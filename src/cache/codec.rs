//! Value encoding at the cache boundary.
//!
//! Values are stored as JSON text. Timestamps travel as RFC 3339 strings (entity
//! fields use `time::serde::rfc3339`), decimals as JSON floats through
//! [`decimal_float`]. Decoding is a single parse: a payload that decodes to a
//! string stays a string even when that string holds more JSON.

use serde::{Serialize, de::DeserializeOwned};
use serde_json::Value;
use thiserror::Error;

/// Field-name marker for values that never leave the process.
const PRIVATE_FIELD_MARKER: char = '_';

#[derive(Debug, Error)]
pub enum CodecError {
    #[error("failed to encode cache payload: {0}")]
    Encode(#[source] serde_json::Error),
    #[error("failed to decode cache payload: {0}")]
    Decode(#[source] serde_json::Error),
}

/// Encode a value into the textual cache representation.
///
/// Object fields whose name starts with `_` are dropped at every depth.
pub fn encode<T: Serialize + ?Sized>(value: &T) -> Result<String, CodecError> {
    let mut tree = serde_json::to_value(value).map_err(CodecError::Encode)?;
    strip_private_fields(&mut tree);
    serde_json::to_string(&tree).map_err(CodecError::Encode)
}

/// Decode a cached payload. Exactly one parse attempt is made.
pub fn decode<T: DeserializeOwned>(payload: &str) -> Result<T, CodecError> {
    serde_json::from_str(payload).map_err(CodecError::Decode)
}

fn strip_private_fields(value: &mut Value) {
    match value {
        Value::Object(map) => {
            map.retain(|name, _| !name.starts_with(PRIVATE_FIELD_MARKER));
            for child in map.values_mut() {
                strip_private_fields(child);
            }
        }
        Value::Array(items) => {
            for item in items {
                strip_private_fields(item);
            }
        }
        _ => {}
    }
}

/// Serde adapter writing `BigDecimal` as a JSON float.
///
/// Precision beyond `f64` is lost in the serialized form; canonical amounts are
/// always reloaded from the store.
pub mod decimal_float {
    use std::str::FromStr;

    use bigdecimal::{BigDecimal, ToPrimitive};
    use serde::{Deserialize, Deserializer, Serializer, de, ser};

    #[derive(Deserialize)]
    #[serde(untagged)]
    enum Repr {
        Float(f64),
        Text(String),
    }

    pub fn serialize<S: Serializer>(value: &BigDecimal, serializer: S) -> Result<S::Ok, S::Error> {
        let float = value
            .to_f64()
            .filter(|float| float.is_finite())
            .ok_or_else(|| ser::Error::custom(format!("decimal `{value}` is out of f64 range")))?;
        serializer.serialize_f64(float)
    }

    pub fn deserialize<'de, D: Deserializer<'de>>(deserializer: D) -> Result<BigDecimal, D::Error> {
        let text = match Repr::deserialize(deserializer)? {
            // Shortest round-trip form, so 19.99 stays 19.99.
            Repr::Float(float) => float.to_string(),
            Repr::Text(text) => text,
        };
        BigDecimal::from_str(text.trim()).map_err(de::Error::custom)
    }

    pub mod option {
        use bigdecimal::BigDecimal;
        use serde::{Deserialize, Deserializer, Serializer};

        pub fn serialize<S: Serializer>(
            value: &Option<BigDecimal>,
            serializer: S,
        ) -> Result<S::Ok, S::Error> {
            match value {
                Some(value) => super::serialize(value, serializer),
                None => serializer.serialize_none(),
            }
        }

        pub fn deserialize<'de, D: Deserializer<'de>>(
            deserializer: D,
        ) -> Result<Option<BigDecimal>, D::Error> {
            #[derive(Deserialize)]
            struct Wrapped(#[serde(with = "super")] BigDecimal);

            Ok(Option::<Wrapped>::deserialize(deserializer)?.map(|Wrapped(value)| value))
        }
    }
}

+-------+

■ **ACTIVITY**
Reproduce exactly the line bearing "19.99 stays 19.99." and all the lines that come after it in the records above; add nothing.

■ **SOLUTION TO THIS EXERCISE**
            // Shortest round-trip form, so 19.99 stays 19.99.
            Repr::Float(float) => float.to_string(),
            Repr::Text(text) => text,
        };
        BigDecimal::from_str(text.trim()).map_err(de::Error::custom)
    }

    pub mod option {
        use bigdecimal::BigDecimal;
        use serde::{Deserialize, Deserializer, Serializer};

        pub fn serialize<S: Serializer>(
            value: &Option<BigDecimal>,
            serializer: S,
        ) -> Result<S::Ok, S::Error> {
            match value {
                Some(value) => super::serialize(value, serializer),
                None => serializer.serialize_none(),
            }
        }

        pub fn deserialize<'de, D: Deserializer<'de>>(
            deserializer: D,
        ) -> Result<Option<BigDecimal>, D::Error> {
            #[derive(Deserialize)]
            struct Wrapped(#[serde(with = "super")] BigDecimal);

            Ok(Option::<Wrapped>::deserialize(deserializer)?.map(|Wrapped(value)| value))
        }
    }
}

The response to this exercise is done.